13. Recent Accounting Pronouncements
In March 2005, the FASB issued Interpretation No. 47 ("FIN 47"), "Accounting for
Conditional Asset Retirement Obligations," that requires an entity to recognize
a liability for a conditional asset retirement obligation when incurred if the
liability can be reasonably estimated. FIN 47 clarifies that the term Condition
Asset Retirement Obligation refers to a legal obligation to perform an asset
retirement activity in which the timing and/or method of settlement are
conditional on a future event that may or may not be within the control of
entity. FIN 47 also clarifies when an entity would have sufficient information
to reasonably estimate the fair value of an asset retirement obligation. FIN 47
is effective no later than the end of fiscal years ending after December 15,
2005. We are currently evaluating the impact of this standard on our
Consolidated Financial Statement.
In December 2004, the Financial Accounting Standards Board (FASB) issued
Statement No. 123(R), "Share-Based Payment." Statement No. 123(R) replaces
Statement No. 123, "Accounting for Stock-Based Compensation," and supersedes APB
Opinion No. 25, "Accounting for Stock Issued to Employees." Statement No. 123(R)

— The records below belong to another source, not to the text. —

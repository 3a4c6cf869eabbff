//! Token scanning shared by the DDL and INSERT parsers.
//!
//! Tokenizing is delegated to `sqlparser` with the matching dialect so that
//! quoting rules (backticks, double quotes, brackets, doubled quote escapes)
//! are honoured. Everything above the token level, including the
//! parenthesis-aware clause splitter, lives here.

use sqlparser::dialect::{MsSqlDialect, MySqlDialect, PostgreSqlDialect, SQLiteDialect};
use sqlparser::tokenizer::{Token, Tokenizer};

use crate::ast::Dialect;
use crate::error::ParseError;

/// Tokenize keeping whitespace and comments, so the tokens can be rendered
/// back into the original text.
pub(crate) fn tokenize_raw(sql: &str, dialect: Dialect) -> Result<Vec<Token>, ParseError> {
    let tokens = match dialect {
        Dialect::MySQL | Dialect::MariaDB => Tokenizer::new(&MySqlDialect {}, sql).tokenize()?,
        Dialect::PostgreSQL => Tokenizer::new(&PostgreSqlDialect {}, sql).tokenize()?,
        Dialect::SQLite => Tokenizer::new(&SQLiteDialect {}, sql).tokenize()?,
        Dialect::SQLServer => Tokenizer::new(&MsSqlDialect {}, sql).tokenize()?,
    };
    Ok(tokens)
}

/// Tokenize and drop whitespace and comments.
pub(crate) fn tokenize(sql: &str, dialect: Dialect) -> Result<Vec<Token>, ParseError> {
    Ok(tokenize_raw(sql, dialect)?
        .into_iter()
        .filter(|t| !matches!(t, Token::Whitespace(_) | Token::EOF))
        .collect())
}

/// Index of the parenthesis closing the one at `open`.
pub(crate) fn matching_paren(tokens: &[Token], open: usize) -> Option<usize> {
    if tokens.get(open) != Some(&Token::LParen) {
        return None;
    }
    let mut depth = 0usize;
    for (i, token) in tokens.iter().enumerate().skip(open) {
        match token {
            Token::LParen => depth += 1,
            Token::RParen => {
                depth -= 1;
                if depth == 0 {
                    return Some(i);
                }
            }
            _ => {}
        }
    }
    None
}

/// Split on commas at parenthesis depth zero.
///
/// `id int, price decimal(10,2)` yields two clauses; the comma inside
/// `decimal(10,2)` does not split. Unbalanced parentheses and empty clauses
/// are errors.
pub(crate) fn split_top_level(tokens: &[Token]) -> Result<Vec<&[Token]>, ParseError> {
    let mut clauses = Vec::new();
    let mut depth = 0usize;
    let mut start = 0;

    for (i, token) in tokens.iter().enumerate() {
        match token {
            Token::LParen => depth += 1,
            Token::RParen => {
                depth = depth.checked_sub(1).ok_or_else(|| {
                    ParseError::with_location("Unbalanced ')'", render(&tokens[start..=i]))
                })?;
            }
            Token::Comma if depth == 0 => {
                clauses.push(&tokens[start..i]);
                start = i + 1;
            }
            _ => {}
        }
    }
    if depth != 0 {
        return Err(ParseError::with_location(
            "Unbalanced '('",
            render(&tokens[start..]),
        ));
    }
    clauses.push(&tokens[start..]);

    if let Some(empty) = clauses.iter().position(|c| c.is_empty()) {
        return Err(ParseError::new(format!(
            "Empty clause at position {} of the column list",
            empty + 1
        )));
    }
    Ok(clauses)
}

/// Split raw tokens into statements on `;` outside parentheses.
pub(crate) fn split_statements(tokens: &[Token]) -> Vec<&[Token]> {
    let mut statements = Vec::new();
    let mut depth = 0usize;
    let mut start = 0;
    for (i, token) in tokens.iter().enumerate() {
        match token {
            Token::LParen => depth += 1,
            Token::RParen => depth = depth.saturating_sub(1),
            Token::SemiColon if depth == 0 => {
                statements.push(&tokens[start..i]);
                start = i + 1;
            }
            _ => {}
        }
    }
    statements.push(&tokens[start..]);
    statements
}

fn is_wordlike(token: &Token) -> bool {
    matches!(
        token,
        Token::Word(_)
            | Token::Number(..)
            | Token::SingleQuotedString(_)
            | Token::DoubleQuotedString(_)
            | Token::NationalStringLiteral(_)
            | Token::EscapedStringLiteral(_)
            | Token::HexStringLiteral(_)
            | Token::SingleQuotedByteStringLiteral(_)
    )
}

const OPERATOR_WORDS: &[&str] = &["AND", "OR", "NOT", "IN", "EXISTS", "BETWEEN", "IS"];

// A sign is unary at the start or after an operator, comma or '('
fn is_unary_position(before: &[Token]) -> bool {
    match before.last() {
        None => true,
        Some(t) => !is_wordlike(t) && *t != Token::RParen,
    }
}

fn needs_space(before: &[Token], token: &Token) -> bool {
    let Some(prev) = before.last() else {
        return false;
    };
    if matches!(
        token,
        Token::Comma
            | Token::RParen
            | Token::Period
            | Token::DoubleColon
            | Token::LBracket
            | Token::RBracket
    ) {
        return false;
    }
    if matches!(
        prev,
        Token::LParen | Token::Period | Token::DoubleColon | Token::LBracket
    ) {
        return false;
    }
    if matches!(prev, Token::Minus | Token::Plus) && is_unary_position(&before[..before.len() - 1])
    {
        return false;
    }
    if *token == Token::LParen {
        return OPERATOR_WORDS.iter().any(|w| is_word_ci(prev, w))
            || (!is_wordlike(prev) && *prev != Token::RParen);
    }
    true
}

/// Render whitespace-free tokens back into SQL text.
pub(crate) fn render(tokens: &[Token]) -> String {
    let mut out = String::new();
    for (i, token) in tokens.iter().enumerate() {
        if needs_space(&tokens[..i], token) {
            out.push(' ');
        }
        out.push_str(&token.to_string());
    }
    out
}

/// Render raw tokens (including whitespace) verbatim.
pub(crate) fn render_raw(tokens: &[Token]) -> String {
    tokens.iter().map(|t| t.to_string()).collect::<String>()
}

/// True for an unquoted word equal to `word` (case-insensitive).
pub(crate) fn is_word_ci(token: &Token, word: &str) -> bool {
    matches!(token, Token::Word(w) if w.quote_style.is_none() && w.value.eq_ignore_ascii_case(word))
}

/// Identifier value of a token, without quotes.
pub(crate) fn identifier(token: &Token) -> Option<String> {
    match token {
        Token::Word(w) => Some(w.value.clone()),
        // ANSI-quoted identifiers under MySQL tokenization
        Token::DoubleQuotedString(s) => Some(s.clone()),
        _ => None,
    }
}

/// Cursor over a whitespace-free token slice
pub(crate) struct TokenCursor<'a> {
    tokens: &'a [Token],
    pos: usize,
}

impl<'a> TokenCursor<'a> {
    pub fn new(tokens: &'a [Token]) -> Self {
        Self { tokens, pos: 0 }
    }

    #[inline]
    pub fn is_at_end(&self) -> bool {
        self.pos >= self.tokens.len()
    }

    #[inline]
    pub fn current(&self) -> Option<&'a Token> {
        self.tokens.get(self.pos)
    }

    #[inline]
    pub fn peek(&self, offset: usize) -> Option<&'a Token> {
        self.tokens.get(self.pos + offset)
    }

    #[inline]
    pub fn advance(&mut self) {
        if !self.is_at_end() {
            self.pos += 1;
        }
    }

    /// Tokens not yet consumed
    pub fn rest(&self) -> &'a [Token] {
        &self.tokens[self.pos.min(self.tokens.len())..]
    }

    pub fn check_word_ci(&self, word: &str) -> bool {
        self.current().is_some_and(|t| is_word_ci(t, word))
    }

    pub fn check_token(&self, expected: &Token) -> bool {
        self.current() == Some(expected)
    }

    pub fn expect_word_ci(&mut self, word: &str) -> bool {
        if self.check_word_ci(word) {
            self.advance();
            true
        } else {
            false
        }
    }

    /// Consume a whole keyword sequence, or nothing.
    pub fn expect_words_ci(&mut self, words: &[&str]) -> bool {
        let matches = words
            .iter()
            .enumerate()
            .all(|(i, w)| self.peek(i).is_some_and(|t| is_word_ci(t, w)));
        if matches {
            self.pos += words.len();
        }
        matches
    }

    /// Consume the first matching word from `words`, returning it.
    pub fn expect_any_word_ci(&mut self, words: &[&'static str]) -> Option<&'static str> {
        let found = words.iter().copied().find(|w| self.check_word_ci(w))?;
        self.advance();
        Some(found)
    }

    pub fn expect_token(&mut self, expected: &Token) -> bool {
        if self.check_token(expected) {
            self.advance();
            true
        } else {
            false
        }
    }

    /// Parse an identifier (quoted or not) and return its unquoted value.
    pub fn parse_identifier(&mut self) -> Option<String> {
        let name = identifier(self.current()?)?;
        self.advance();
        Some(name)
    }

    /// Parse `a.b.c`, returning the last part.
    pub fn parse_qualified_name(&mut self) -> Option<String> {
        let mut name = self.parse_identifier()?;
        while self.check_token(&Token::Period) {
            self.advance();
            name = self.parse_identifier()?;
        }
        Some(name)
    }

    /// Consume `( ... )` and return the tokens between the parentheses.
    pub fn consume_parenthesized(&mut self) -> Option<&'a [Token]> {
        let close = matching_paren(self.tokens, self.pos)?;
        let inner = &self.tokens[self.pos + 1..close];
        self.pos = close + 1;
        Some(inner)
    }

    /// Consume tokens up to (not including) the first token at depth zero
    /// for which `stop` holds. The first token is always taken.
    pub fn take_expression(&mut self, stop: impl Fn(&Token) -> bool) -> &'a [Token] {
        let start = self.pos;
        let mut depth = 0usize;
        while let Some(token) = self.current() {
            if depth == 0 && self.pos > start && stop(token) {
                break;
            }
            match token {
                Token::LParen => depth += 1,
                Token::RParen => depth = depth.saturating_sub(1),
                _ => {}
            }
            self.advance();
        }
        &self.tokens[start..self.pos]
    }
}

requires compensation costs related to share-based payment transactions to be
recognized in the financial statements over the period that an employee provides
service in exchange for the award. Public companies are required to adopt the
new standard using a modified prospective method and may elect to restate prior
periods using the modified retrospective method. Under the modified prospective
method, companies are required to record compensation cost for new and modified
awards over the related vesting period of such awards prospectively and record
compensation cost prospectively for the unvested portion, at the date of
adoption, of previously issued and outstanding awards over the remaining vesting
period of such awards. No change to prior periods presented is permitted under
the modified prospective method. Under the modified retrospective method,
companies record compensation costs for prior periods retroactively through
restatement of such periods using the exact pro forma amounts disclosed in the
companies' footnotes. Also, in the period of adoption and after, companies
record compensation cost based on the modified prospective method.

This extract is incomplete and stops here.